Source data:
Segment Open
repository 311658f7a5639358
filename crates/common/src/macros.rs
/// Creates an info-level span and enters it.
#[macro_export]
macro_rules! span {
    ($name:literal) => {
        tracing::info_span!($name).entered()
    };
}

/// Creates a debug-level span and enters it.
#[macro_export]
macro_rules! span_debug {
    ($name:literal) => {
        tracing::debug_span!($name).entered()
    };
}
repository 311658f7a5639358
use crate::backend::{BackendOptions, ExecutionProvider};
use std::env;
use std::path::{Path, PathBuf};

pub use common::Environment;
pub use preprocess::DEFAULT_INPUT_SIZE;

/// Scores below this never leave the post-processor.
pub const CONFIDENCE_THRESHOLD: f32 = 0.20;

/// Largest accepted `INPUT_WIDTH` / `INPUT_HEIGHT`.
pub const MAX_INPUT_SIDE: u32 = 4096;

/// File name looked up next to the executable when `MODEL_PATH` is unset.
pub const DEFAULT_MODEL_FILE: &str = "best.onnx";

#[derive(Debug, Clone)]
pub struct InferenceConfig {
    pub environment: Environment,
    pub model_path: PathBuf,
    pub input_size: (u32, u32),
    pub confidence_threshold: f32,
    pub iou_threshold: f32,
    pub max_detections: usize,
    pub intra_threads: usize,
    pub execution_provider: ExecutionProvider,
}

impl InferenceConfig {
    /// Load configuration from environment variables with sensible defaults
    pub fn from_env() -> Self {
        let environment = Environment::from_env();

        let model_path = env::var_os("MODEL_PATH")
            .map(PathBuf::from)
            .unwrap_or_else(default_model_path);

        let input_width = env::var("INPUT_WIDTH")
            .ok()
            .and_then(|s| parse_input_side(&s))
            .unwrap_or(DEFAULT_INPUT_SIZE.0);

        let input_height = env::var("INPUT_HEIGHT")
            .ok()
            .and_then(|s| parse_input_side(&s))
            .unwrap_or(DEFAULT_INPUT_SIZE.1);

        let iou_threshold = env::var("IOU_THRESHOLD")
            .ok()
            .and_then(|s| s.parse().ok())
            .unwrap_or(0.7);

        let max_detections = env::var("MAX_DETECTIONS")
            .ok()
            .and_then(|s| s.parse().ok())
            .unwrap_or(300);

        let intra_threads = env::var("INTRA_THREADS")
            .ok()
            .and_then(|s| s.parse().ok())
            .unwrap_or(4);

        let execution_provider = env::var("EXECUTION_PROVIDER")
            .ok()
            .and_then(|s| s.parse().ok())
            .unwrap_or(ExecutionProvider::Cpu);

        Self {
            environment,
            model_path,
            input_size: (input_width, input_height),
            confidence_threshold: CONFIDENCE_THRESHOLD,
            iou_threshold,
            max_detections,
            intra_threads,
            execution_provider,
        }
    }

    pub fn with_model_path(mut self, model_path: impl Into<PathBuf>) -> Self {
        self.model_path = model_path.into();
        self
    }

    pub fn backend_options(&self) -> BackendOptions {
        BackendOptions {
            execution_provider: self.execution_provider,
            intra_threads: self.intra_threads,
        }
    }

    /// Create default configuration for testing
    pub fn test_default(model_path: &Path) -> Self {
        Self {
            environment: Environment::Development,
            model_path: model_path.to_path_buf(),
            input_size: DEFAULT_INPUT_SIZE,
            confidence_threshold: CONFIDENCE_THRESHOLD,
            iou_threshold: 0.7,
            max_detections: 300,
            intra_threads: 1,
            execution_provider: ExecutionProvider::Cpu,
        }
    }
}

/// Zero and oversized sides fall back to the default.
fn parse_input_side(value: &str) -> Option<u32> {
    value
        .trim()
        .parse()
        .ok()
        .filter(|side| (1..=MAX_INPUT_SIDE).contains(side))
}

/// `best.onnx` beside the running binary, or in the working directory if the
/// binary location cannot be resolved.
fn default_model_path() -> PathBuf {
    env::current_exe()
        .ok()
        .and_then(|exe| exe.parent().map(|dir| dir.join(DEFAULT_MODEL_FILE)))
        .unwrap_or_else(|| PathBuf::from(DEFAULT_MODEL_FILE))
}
Segment Closed
▸ Problem to work on: From the records above, show each line that contains the word "PathBuf".

▸ Answer for the task:
use std::path::{Path, PathBuf};
    pub model_path: PathBuf,
            .map(PathBuf::from)
    pub fn with_model_path(mut self, model_path: impl Into<PathBuf>) -> Self {
fn default_model_path() -> PathBuf {
        .unwrap_or_else(|| PathBuf::from(DEFAULT_MODEL_FILE))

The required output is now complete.